--- START ---
use super::{
    default_numeric_fields, delimiter_byte, DEFAULT_DELIMITER, DEFAULT_INDENT, DEFAULT_INPUT_PATH,
    DEFAULT_OUTPUT_PATH, MAX_INDENT,
};
use crate::domain::ports::ConfigProvider;
use crate::utils::error::{EtlError, Result};
use crate::utils::validation::{self, Validate};
use regex::Regex;
use serde::{Deserialize, Serialize};
use std::path::Path;

#[derive(Debug, Clone, Serialize, Deserialize)]
pub struct TomlConfig {
    pub pipeline: PipelineConfig,
    #[serde(default)]
    pub source: SourceConfig,
    #[serde(default)]
    pub transform: TransformConfig,
    #[serde(default)]
    pub load: LoadConfig,
    pub monitoring: Option<MonitoringConfig>,
}

#[derive(Debug, Clone, Serialize, Deserialize)]
pub struct PipelineConfig {
    pub name: String,
    pub description: Option<String>,
}

#[derive(Debug, Clone, Serialize, Deserialize)]
pub struct SourceConfig {
    #[serde(default = "default_input_path")]
    pub path: String,
    /// Single ASCII character; TOML has no char type so this is a string.
    pub delimiter: Option<String>,
}

#[derive(Debug, Clone, Serialize, Deserialize)]
pub struct TransformConfig {
    #[serde(default = "default_numeric_fields")]
    pub numeric_fields: Vec<String>,
}

#[derive(Debug, Clone, Serialize, Deserialize)]
pub struct LoadConfig {
    #[serde(default = "default_output_path")]
    pub output_path: String,
    pub indent: Option<usize>,
}

#[derive(Debug, Clone, Serialize, Deserialize)]
pub struct MonitoringConfig {
    pub enabled: bool,
}

fn default_input_path() -> String {
    DEFAULT_INPUT_PATH.to_string()
}

fn default_output_path() -> String {
    DEFAULT_OUTPUT_PATH.to_string()
}

impl Default for SourceConfig {
    fn default() -> Self {
        Self {
            path: default_input_path(),
            delimiter: None,
        }
    }
}

impl Default for TransformConfig {
    fn default() -> Self {
        Self {
            numeric_fields: default_numeric_fields(),
        }
    }
}

impl Default for LoadConfig {
    fn default() -> Self {
        Self {
            output_path: default_output_path(),
            indent: None,
        }
    }
}

impl TomlConfig {
    /// 從 TOML 檔案載入配置
    pub fn from_file<P: AsRef<Path>>(path: P) -> Result<Self> {
        let content = std::fs::read_to_string(&path).map_err(EtlError::IoError)?;
        Self::from_toml_str(&content)
    }

    /// 從 TOML 字串解析配置
    pub fn from_toml_str(content: &str) -> Result<Self> {
        let processed_content = Self::substitute_env_vars(content)?;

        toml::from_str(&processed_content).map_err(|e| EtlError::ConfigValidationError {
            field: "toml_parsing".to_string(),
            message: format!("TOML parsing error: {}", e),
        })
    }

    /// Replaces `${VAR}` with the environment value; unknown variables are left as written.
    fn substitute_env_vars(content: &str) -> Result<String> {
        let re = Regex::new(r"\$\{([^}]+)\}").map_err(|e| EtlError::ConfigError {
            message: format!("Invalid substitution pattern: {}", e),
        })?;

        let result = re.replace_all(content, |caps: &regex::Captures| {
            let var_name = &caps[1];
            std::env::var(var_name).unwrap_or_else(|_| format!("${{{}}}", var_name))
        });

        Ok(result.into_owned())
    }

    fn delimiter_char(&self) -> Result<char> {
        let Some(delimiter) = self.source.delimiter.as_deref() else {
            return Ok(DEFAULT_DELIMITER);
        };

        let mut chars = delimiter.chars();
        match (chars.next(), chars.next()) {
            (Some(c), None) => Ok(c),
            _ => Err(EtlError::InvalidConfigValueError {
                field: "source.delimiter".to_string(),
                value: delimiter.to_string(),
                reason: "Delimiter must be exactly one character".to_string(),
            }),
        }
    }

    pub fn validate_config(&self) -> Result<()> {
        validation::validate_non_empty_string("pipeline.name", &self.pipeline.name)?;
        validation::validate_path("source.path", &self.source.path)?;
        validation::validate_path("load.output_path", &self.load.output_path)?;

        if self.source.path == self.load.output_path {
            return Err(EtlError::ConfigValidationError {
                field: "load.output_path".to_string(),
                message: "Output would overwrite the input file".to_string(),
            });
        }

        self.delimiter()?;

        validation::validate_field_names(
            "transform.numeric_fields",
            &self.transform.numeric_fields,
        )?;

        if let Some(indent) = self.load.indent {
            validation::validate_range("load.indent", indent, 0, MAX_INDENT)?;
        }

        Ok(())
    }

    pub fn monitoring_enabled(&self) -> bool {
        self.monitoring.as_ref().map(|m| m.enabled).unwrap_or(false)
    }
}

impl ConfigProvider for TomlConfig {
    fn input_path(&self) -> &str {
        &self.source.path
    }

    fn output_path(&self) -> &str {
        &self.load.output_path
    }

    fn numeric_fields(&self) -> &[String] {
        &self.transform.numeric_fields
    }

    fn delimiter(&self) -> Result<u8> {
        delimiter_byte("source.delimiter", self.delimiter_char()?)
    }

    fn indent(&self) -> usize {
        self.load.indent.unwrap_or(DEFAULT_INDENT)
    }
}

impl Validate for TomlConfig {
    fn validate(&self) -> Result<()> {
        self.validate_config()
    }
}

#[cfg(test)]
mod tests {
    use super::*;
    use std::io::Write;
    use tempfile::NamedTempFile;

    #[test]
    fn test_minimal_config_uses_defaults() {
        let toml_content = r#"
[pipeline]
name = "incidents"
"#;

        let config = TomlConfig::from_toml_str(toml_content).unwrap();

        assert_eq!(config.input_path(), "incidents.csv");
        assert_eq!(config.output_path(), "incidents.json");
        assert_eq!(config.numeric_fields(), ["lat", "lng"]);
        assert_eq!(config.delimiter().unwrap(), b',');
        assert_eq!(config.indent(), 2);
        assert!(!config.monitoring_enabled());
        assert!(config.validate().is_ok());
    }

    #[test]
    fn test_parse_full_config() {
        let toml_content = r#"
[pipeline]
name = "district-incidents"
description = "Weekly export"

[source]
path = "exports/week.tsv"
delimiter = "\t"

[transform]
numeric_fields = ["latitude", "longitude"]

[load]
output_path = "public/data/week.json"
indent = 4

[monitoring]
enabled = true
"#;

        let config = TomlConfig::from_toml_str(toml_content).unwrap();

        assert_eq!(config.pipeline.name, "district-incidents");
        assert_eq!(config.input_path(), "exports/week.tsv");
        assert_eq!(config.delimiter().unwrap(), b'\t');
        assert_eq!(config.numeric_fields(), ["latitude", "longitude"]);
        assert_eq!(config.indent(), 4);
        assert!(config.monitoring_enabled());
        assert!(config.validate().is_ok());
    }

    #[test]
    fn test_env_var_substitution() {
        std::env::set_var("INCIDENT_ETL_TEST_EXPORT_DIR", "/srv/exports");

        let toml_content = r#"
[pipeline]
name = "env"

[source]
path = "${INCIDENT_ETL_TEST_EXPORT_DIR}/incidents.csv"

[load]
output_path = "${INCIDENT_ETL_TEST_UNSET_VAR}/incidents.json"
"#;

        let config = TomlConfig::from_toml_str(toml_content).unwrap();
        assert_eq!(config.input_path(), "/srv/exports/incidents.csv");
        assert_eq!(
            config.output_path(),
            "${INCIDENT_ETL_TEST_UNSET_VAR}/incidents.json"
        );

        std::env::remove_var("INCIDENT_ETL_TEST_EXPORT_DIR");
    }

    #[test]
    fn test_config_validation() {
        let multi_char_delimiter = r#"
[pipeline]
name = "bad"

[source]
delimiter = "::"
"#;
        let config = TomlConfig::from_toml_str(multi_char_delimiter).unwrap();
        assert!(config.validate().is_err());

        let no_fields = r#"
[pipeline]
name = "bad"

[transform]
numeric_fields = []
"#;
        let config = TomlConfig::from_toml_str(no_fields).unwrap();
        assert!(config.validate().is_err());
    }

    #[test]
    fn test_output_path_must_differ_from_input() {
        let toml_content = r#"
[pipeline]
name = "same-path"

[source]
path = "data/incidents.csv"

[load]
output_path = "data/incidents.csv"
"#;

        let config = TomlConfig::from_toml_str(toml_content).unwrap();
        match config.validate() {
            Err(EtlError::ConfigValidationError { field, .. }) => {
                assert_eq!(field, "load.output_path")
            }
            other => panic!("expected validation error, got {:?}", other),
        }
    }

    #[test]
    fn test_unvalidated_delimiter_is_rejected_at_use() {
        let toml_content = r#"
[pipeline]
name = "latin1"

[source]
delimiter = "é"
"#;

        let config = TomlConfig::from_toml_str(toml_content).unwrap();
        assert!(config.delimiter().is_err());

        let multi_char = r#"
[pipeline]
name = "multi"

[source]
delimiter = "::"
"#;
        let config = TomlConfig::from_toml_str(multi_char).unwrap();
        assert!(config.delimiter().is_err());
    }

    #[test]
    fn test_invalid_toml_is_config_error() {
        let result = TomlConfig::from_toml_str("[pipeline\nname = ");
        assert!(matches!(
            result,
            Err(EtlError::ConfigValidationError { .. })
        ));
    }

    #[test]
    fn test_config_from_file() {
        let mut temp_file = NamedTempFile::new().unwrap();

        let toml_content = r#"
[pipeline]
name = "file-test"

[load]
output_path = "out.json"
"#;

        temp_file.write_all(toml_content.as_bytes()).unwrap();

        let config = TomlConfig::from_file(temp_file.path()).unwrap();
        assert_eq!(config.pipeline.name, "file-test");
        assert_eq!(config.output_path(), "out.json");
    }
}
--- END ---
▶ _Aim of the task_: From the top of the material above, please transcribe each line exactly. Include the line with "use regex::Regex;" and end there.

▶ _Response to the task_:
use super::{
    default_numeric_fields, delimiter_byte, DEFAULT_DELIMITER, DEFAULT_INDENT, DEFAULT_INPUT_PATH,
    DEFAULT_OUTPUT_PATH, MAX_INDENT,
};
use crate::domain::ports::ConfigProvider;
use crate::utils::error::{EtlError, Result};
use crate::utils::validation::{self, Validate};
use regex::Regex;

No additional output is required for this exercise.